## [Exercise aim]
This exercise calls for the listing to be set down exactly.

## [Given data]
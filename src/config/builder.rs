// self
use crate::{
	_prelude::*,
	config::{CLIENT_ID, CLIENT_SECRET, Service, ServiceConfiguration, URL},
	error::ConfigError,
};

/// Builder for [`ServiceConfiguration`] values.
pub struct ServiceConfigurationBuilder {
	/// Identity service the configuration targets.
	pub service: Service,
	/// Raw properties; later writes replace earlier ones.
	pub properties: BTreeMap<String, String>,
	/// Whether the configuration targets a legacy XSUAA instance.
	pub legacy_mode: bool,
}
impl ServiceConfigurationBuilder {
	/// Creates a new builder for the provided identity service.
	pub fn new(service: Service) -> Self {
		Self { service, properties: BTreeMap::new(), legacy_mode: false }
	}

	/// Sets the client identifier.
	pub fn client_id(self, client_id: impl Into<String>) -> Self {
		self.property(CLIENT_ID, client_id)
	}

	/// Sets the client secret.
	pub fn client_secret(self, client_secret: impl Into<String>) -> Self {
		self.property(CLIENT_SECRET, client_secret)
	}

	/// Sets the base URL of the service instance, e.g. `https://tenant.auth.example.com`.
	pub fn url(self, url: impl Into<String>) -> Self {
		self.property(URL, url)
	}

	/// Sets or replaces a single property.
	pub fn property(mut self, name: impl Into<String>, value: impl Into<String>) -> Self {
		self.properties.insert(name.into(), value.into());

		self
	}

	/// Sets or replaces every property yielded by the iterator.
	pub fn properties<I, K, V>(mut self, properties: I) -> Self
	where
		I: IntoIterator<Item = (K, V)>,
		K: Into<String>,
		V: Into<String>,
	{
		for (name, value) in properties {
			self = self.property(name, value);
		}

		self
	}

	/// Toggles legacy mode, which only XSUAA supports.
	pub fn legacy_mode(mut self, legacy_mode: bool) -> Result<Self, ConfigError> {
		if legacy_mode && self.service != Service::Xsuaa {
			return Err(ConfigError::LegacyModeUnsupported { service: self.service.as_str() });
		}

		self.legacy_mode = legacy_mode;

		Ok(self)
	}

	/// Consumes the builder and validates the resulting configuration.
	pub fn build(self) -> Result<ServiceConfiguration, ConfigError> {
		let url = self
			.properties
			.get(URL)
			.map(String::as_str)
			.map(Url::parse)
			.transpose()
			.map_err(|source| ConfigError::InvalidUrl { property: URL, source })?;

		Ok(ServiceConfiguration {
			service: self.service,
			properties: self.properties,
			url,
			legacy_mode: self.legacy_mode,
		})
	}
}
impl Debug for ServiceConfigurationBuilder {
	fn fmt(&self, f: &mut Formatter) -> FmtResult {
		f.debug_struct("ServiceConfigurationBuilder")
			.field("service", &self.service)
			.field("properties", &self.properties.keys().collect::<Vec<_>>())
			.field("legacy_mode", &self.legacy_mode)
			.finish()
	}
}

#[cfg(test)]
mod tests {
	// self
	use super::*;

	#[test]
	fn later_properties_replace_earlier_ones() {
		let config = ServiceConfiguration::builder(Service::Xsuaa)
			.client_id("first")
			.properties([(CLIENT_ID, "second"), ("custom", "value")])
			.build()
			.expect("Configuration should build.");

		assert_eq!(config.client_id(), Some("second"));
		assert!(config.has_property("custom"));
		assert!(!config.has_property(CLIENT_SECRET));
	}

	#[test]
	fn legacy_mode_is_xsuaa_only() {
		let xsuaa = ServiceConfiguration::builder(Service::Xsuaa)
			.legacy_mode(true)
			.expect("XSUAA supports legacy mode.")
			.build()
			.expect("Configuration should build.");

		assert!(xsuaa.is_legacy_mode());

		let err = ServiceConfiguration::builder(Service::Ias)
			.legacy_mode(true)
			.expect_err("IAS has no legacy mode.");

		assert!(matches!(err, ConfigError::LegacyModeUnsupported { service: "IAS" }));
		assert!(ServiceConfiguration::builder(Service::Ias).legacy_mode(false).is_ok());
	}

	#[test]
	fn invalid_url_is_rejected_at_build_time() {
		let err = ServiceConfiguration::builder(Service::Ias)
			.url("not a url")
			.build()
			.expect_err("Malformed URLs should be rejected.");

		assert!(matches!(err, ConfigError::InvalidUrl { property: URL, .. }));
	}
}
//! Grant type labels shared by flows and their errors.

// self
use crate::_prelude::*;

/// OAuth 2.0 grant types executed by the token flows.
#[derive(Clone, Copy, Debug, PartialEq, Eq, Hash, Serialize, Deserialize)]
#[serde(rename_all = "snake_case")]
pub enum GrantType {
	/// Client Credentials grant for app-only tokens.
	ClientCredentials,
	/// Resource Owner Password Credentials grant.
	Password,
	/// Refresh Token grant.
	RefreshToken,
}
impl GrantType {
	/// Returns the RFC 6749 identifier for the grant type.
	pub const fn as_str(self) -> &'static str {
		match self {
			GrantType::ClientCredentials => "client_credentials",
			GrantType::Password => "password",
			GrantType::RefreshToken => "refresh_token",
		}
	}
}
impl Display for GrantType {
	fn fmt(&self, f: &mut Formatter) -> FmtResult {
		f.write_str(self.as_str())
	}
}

## [Problem solution]
filename src/config/builder.rs
// self
use crate::{
	_prelude::*,
	config::{CLIENT_ID, CLIENT_SECRET, Service, ServiceConfiguration, URL},
	error::ConfigError,
};

/// Builder for [`ServiceConfiguration`] values.
pub struct ServiceConfigurationBuilder {
	/// Identity service the configuration targets.
	pub service: Service,
	/// Raw properties; later writes replace earlier ones.
	pub properties: BTreeMap<String, String>,
	/// Whether the configuration targets a legacy XSUAA instance.
	pub legacy_mode: bool,
}
impl ServiceConfigurationBuilder {
	/// Creates a new builder for the provided identity service.
	pub fn new(service: Service) -> Self {
		Self { service, properties: BTreeMap::new(), legacy_mode: false }
	}

	/// Sets the client identifier.
	pub fn client_id(self, client_id: impl Into<String>) -> Self {
		self.property(CLIENT_ID, client_id)
	}

	/// Sets the client secret.
	pub fn client_secret(self, client_secret: impl Into<String>) -> Self {
		self.property(CLIENT_SECRET, client_secret)
	}

	/// Sets the base URL of the service instance, e.g. `https://tenant.auth.example.com`.
	pub fn url(self, url: impl Into<String>) -> Self {
		self.property(URL, url)
	}

	/// Sets or replaces a single property.
	pub fn property(mut self, name: impl Into<String>, value: impl Into<String>) -> Self {
		self.properties.insert(name.into(), value.into());

		self
	}

	/// Sets or replaces every property yielded by the iterator.
	pub fn properties<I, K, V>(mut self, properties: I) -> Self
	where
		I: IntoIterator<Item = (K, V)>,
		K: Into<String>,
		V: Into<String>,
	{
		for (name, value) in properties {
			self = self.property(name, value);
		}

		self
	}

	/// Toggles legacy mode, which only XSUAA supports.
	pub fn legacy_mode(mut self, legacy_mode: bool) -> Result<Self, ConfigError> {
		if legacy_mode && self.service != Service::Xsuaa {
			return Err(ConfigError::LegacyModeUnsupported { service: self.service.as_str() });
		}

		self.legacy_mode = legacy_mode;

		Ok(self)
	}

	/// Consumes the builder and validates the resulting configuration.
	pub fn build(self) -> Result<ServiceConfiguration, ConfigError> {
		let url = self
			.properties
			.get(URL)
			.map(String::as_str)
			.map(Url::parse)
			.transpose()
			.map_err(|source| ConfigError::InvalidUrl { property: URL, source })?;

		Ok(ServiceConfiguration {
			service: self.service,
			properties: self.properties,
			url,
			legacy_mode: self.legacy_mode,
		})
	}
}
impl Debug for ServiceConfigurationBuilder {
	fn fmt(&self, f: &mut Formatter) -> FmtResult {
		f.debug_struct("ServiceConfigurationBuilder")
			.field("service", &self.service)
			.field("properties", &self.properties.keys().collect::<Vec<_>>())
			.field("legacy_mode", &self.legacy_mode)
			.finish()
	}
}

#[cfg(test)]
mod tests {
	// self
	use super::*;

	#[test]
	fn later_properties_replace_earlier_ones() {
		let config = ServiceConfiguration::builder(Service::Xsuaa)
			.client_id("first")
			.properties([(CLIENT_ID, "second"), ("custom", "value")])
			.build()
			.expect("Configuration should build.");

		assert_eq!(config.client_id(), Some("second"));
		assert!(config.has_property("custom"));
		assert!(!config.has_property(CLIENT_SECRET));
	}

	#[test]
	fn legacy_mode_is_xsuaa_only() {
		let xsuaa = ServiceConfiguration::builder(Service::Xsuaa)
			.legacy_mode(true)
			.expect("XSUAA supports legacy mode.")
			.build()
			.expect("Configuration should build.");

		assert!(xsuaa.is_legacy_mode());

		let err = ServiceConfiguration::builder(Service::Ias)
			.legacy_mode(true)
			.expect_err("IAS has no legacy mode.");

		assert!(matches!(err, ConfigError::LegacyModeUnsupported { service: "IAS" }));
		assert!(ServiceConfiguration::builder(Service::Ias).legacy_mode(false).is_ok());
	}

	#[test]
	fn invalid_url_is_rejected_at_build_time() {
		let err = ServiceConfiguration::builder(Service::Ias)
			.url("not a url")
			.build()
			.expect_err("Malformed URLs should be rejected.");

		assert!(matches!(err, ConfigError::InvalidUrl { property: URL, .. }));
	}
}
//! Grant type labels shared by flows and their errors.

// self
use crate::_prelude::*;

/// OAuth 2.0 grant types executed by the token flows.
#[derive(Clone, Copy, Debug, PartialEq, Eq, Hash, Serialize, Deserialize)]
#[serde(rename_all = "snake_case")]
pub enum GrantType {
	/// Client Credentials grant for app-only tokens.
	ClientCredentials,
	/// Resource Owner Password Credentials grant.
	Password,
	/// Refresh Token grant.
	RefreshToken,
}
impl GrantType {
	/// Returns the RFC 6749 identifier for the grant type.
	pub const fn as_str(self) -> &'static str {
		match self {
			GrantType::ClientCredentials => "client_credentials",
			GrantType::Password => "password",
			GrantType::RefreshToken => "refresh_token",
		}
	}
}
impl Display for GrantType {
	fn fmt(&self, f: &mut Formatter) -> FmtResult {
		f.write_str(self.as_str())
	}
}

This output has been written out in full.